Lahirnya peraturan ini dilatarbelakangi bahwa pada dasarnya PNS adalah unsur aparatur negara serta abdi masyarakat yang harus menjadi teladan bagi masyarakat dalam hal tingkah laku serta ketaatan kepada peraturan perundang-undangan. Oleh sebab itu, agar kewajibannya sebagai aparatur pemerintah terlaksana dengan baik, maka kehidupan PNS harus ditunjang oleh kehidupan keluarga harmonis. Ketentuan pada Peraturan Pemerintah Nomor 10 Tahun 1983 ini sejalan dengan ketentuan yang terdapat pada Undang-Undang Nomor 1 Tahun 1974 tentang Perkawinan yang menganut azas monogami dan kekal. Namun untuk PNS berlaku ketentuan khusus, jika seorang PNS hendak mengajukan perceraian kepada istrinya, maka ia harus menjalankan kewajiban yang ditimbulkan dari perceraian yang dilakukannya tersebut.
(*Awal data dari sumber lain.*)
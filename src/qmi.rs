//! Exchange engine for the RP2350 QSPI memory interface (QMI) direct mode.
//!
//! QMI stalls the serial clock when DIRECT_RX is full, so unlike the SSI
//! there is no need to bound the bytes in flight. Chip select is asserted
//! through DIRECT_CSR, which also makes CS1 reachable.

use crate::bus::{AbortLatch, ChipSelect, FlashBus, Transfer};

/// DIRECT_CSR: enable direct mode.
pub const DIRECT_CSR_EN: u32 = 1 << 0;
/// DIRECT_CSR: a direct mode transfer is in progress.
pub const DIRECT_CSR_BUSY: u32 = 1 << 1;
/// DIRECT_CSR: assert CS0n; CS1n is the next bit up.
pub const DIRECT_CSR_ASSERT_CS0N: u32 = 1 << 2;
/// DIRECT_CSR: TX FIFO is full.
pub const DIRECT_CSR_TXFULL: u32 = 1 << 10;
/// DIRECT_CSR: TX FIFO is empty.
pub const DIRECT_CSR_TXEMPTY: u32 = 1 << 11;
/// DIRECT_CSR: RX FIFO is empty.
pub const DIRECT_CSR_RXEMPTY: u32 = 1 << 16;

/// DIRECT_TX: 16-bit data width.
pub const DIRECT_TX_DWIDTH: u32 = 1 << 18;
/// DIRECT_TX: do not push the corresponding RX data.
pub const DIRECT_TX_NOPUSH: u32 = 1 << 20;

/// Register access needed to drive QMI direct mode.
pub trait QmiRegisters {
    fn direct_csr(&self) -> u32;
    /// Atomically XOR `mask` into DIRECT_CSR.
    fn xor_direct_csr(&mut self, mask: u32);
    fn write_direct_tx(&mut self, value: u32);
    fn read_direct_rx(&mut self) -> u32;
}

/// QMI-backed flash bus.
pub struct Qmi<R: QmiRegisters, A: AbortLatch> {
    regs: R,
    abort: A,
}

impl<R: QmiRegisters, A: AbortLatch> Qmi<R, A> {
    pub fn new(regs: R, abort: A) -> Self {
        Qmi { regs, abort }
    }

    pub fn free(self) -> (R, A) {
        (self.regs, self.abort)
    }

    #[inline(always)]
    fn csr_toggle_mask(cs: ChipSelect) -> u32 {
        (DIRECT_CSR_ASSERT_CS0N << (cs as u32)) | DIRECT_CSR_EN
    }
}

impl<R: QmiRegisters, A: AbortLatch> FlashBus for Qmi<R, A> {
    /// Header bytes are pushed with NOPUSH set, two at a time where possible,
    /// so they produce nothing in DIRECT_RX. They start shifting once the
    /// following exchange enables direct mode.
    #[cfg_attr(target_os = "none", link_section = ".data.ram_func")]
    #[inline(never)]
    fn queue_header(&mut self, _cs: ChipSelect, header: &[u8]) -> usize {
        assert!(header.len() <= 8, "header exceeds QMI TX FIFO");
        let mut i = 0;
        while i + 1 < header.len() {
            // 16-bit entries go out low byte first.
            let data = header[i] as u32 | (header[i + 1] as u32) << 8;
            self.regs.write_direct_tx(data | DIRECT_TX_NOPUSH | DIRECT_TX_DWIDTH);
            i += 2;
        }
        if i < header.len() {
            self.regs.write_direct_tx(header[i] as u32 | DIRECT_TX_NOPUSH);
        }
        0
    }

    #[cfg_attr(target_os = "none", link_section = ".data.ram_func")]
    #[inline(never)]
    fn exchange(
        &mut self,
        cs: ChipSelect,
        tx: Option<&[u8]>,
        mut rx: Option<&mut [u8]>,
        count: usize,
        mut rx_skip: usize,
    ) -> Transfer {
        if let Some(tx) = tx {
            assert!(tx.len() >= count, "tx buffer shorter than exchange");
        }
        if let Some(rx) = &rx {
            assert!(rx.len() >= count, "rx buffer shorter than exchange");
        }

        // Assert chip select and enable direct mode; anything already
        // queued in the TX FIFO starts now.
        let toggle = Self::csr_toggle_mask(cs);
        self.regs.xor_direct_csr(toggle);

        let mut tx_idx = 0;
        let mut rx_idx = 0;
        let mut aborted = false;

        while tx_idx < count || rx_skip > 0 || rx_idx < count {
            if self.abort.aborted() {
                aborted = true;
                break;
            }
            let status = self.regs.direct_csr();
            if tx_idx < count && status & DIRECT_CSR_TXFULL == 0 {
                let byte = match tx {
                    Some(tx) => tx[tx_idx],
                    None => 0,
                };
                self.regs.write_direct_tx(byte as u32);
                tx_idx += 1;
            }
            if status & DIRECT_CSR_RXEMPTY == 0 {
                let byte = self.regs.read_direct_rx() as u8;
                if rx_skip > 0 {
                    rx_skip -= 1;
                } else {
                    if let Some(rx) = &mut rx {
                        rx[rx_idx] = byte;
                    }
                    rx_idx += 1;
                }
            }
        }

        // Wait for BUSY, as there may be no RX data at all, e.g. for single-byte commands.
        // After an abort RX must keep draining, or a full FIFO stalls the clock forever.
        loop {
            let status = self.regs.direct_csr();
            if aborted && status & DIRECT_CSR_RXEMPTY == 0 {
                self.regs.read_direct_rx();
            } else if status & DIRECT_CSR_BUSY == 0 {
                break;
            }
        }

        // Disable direct mode and de-assert chip select.
        self.regs.xor_direct_csr(toggle);

        if aborted {
            Transfer::Aborted { bytes: rx_idx }
        } else {
            Transfer::Completed { bytes: rx_idx }
        }
    }

    #[cfg_attr(target_os = "none", link_section = ".data.ram_func")]
    #[inline(never)]
    fn aborted(&self) -> bool {
        self.abort.aborted()
    }

    fn has_chip_select(&self, _cs: ChipSelect) -> bool {
        true
    }
}

#[test]
fn test_csr_toggle_mask() {
    type Q = Qmi<crate::sim::SimQmi, crate::bus::NeverAbort>;
    assert_eq!(Q::csr_toggle_mask(ChipSelect::Cs0), 0b0101);
    assert_eq!(Q::csr_toggle_mask(ChipSelect::Cs1), 0b1001);
}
Namun pada faktanya, banyak PNS yang telah menceraikan istrinya, mereka tidak menjalankan ketentuan dan kewajiban yang terdapat dalam peraturan ini. Oleh karena itu, maka untuk menjamin hak-hak perempuan, khususnya hak istri dari PNS, maka Mahkamah Agung mengeluarkan SEMA Nomor 2 Tahun 2019 yang mengatur bahwa terhadap pembagian gaji seorang PNS yang menceraikan istrinya, maka harus dinyatakan dalam putusan secara declaratoir yang pelaksanaannya dapat dilakukan melalui instansi tempat PNS bekerja.
Ketentuan ini ditetapkan atas dasar pelaksanaan PERMA Nomor 3 Tahun 2017 untuk memberi perlindungan hukum bagi hak-hak perempuan pasca perceraian. Selain itu, ketentuan ini merupakan bentuk penegasan atas kewajiban yang diatur dalam Peraturan Pemerintah Nomor 10 Tahun 1983 tentang Izin Perkawinan dan Perceraian Bagi Pegawai Negeri Sipil Jo. Peraturan Pemerintah Nomor 45 Tahun 1990.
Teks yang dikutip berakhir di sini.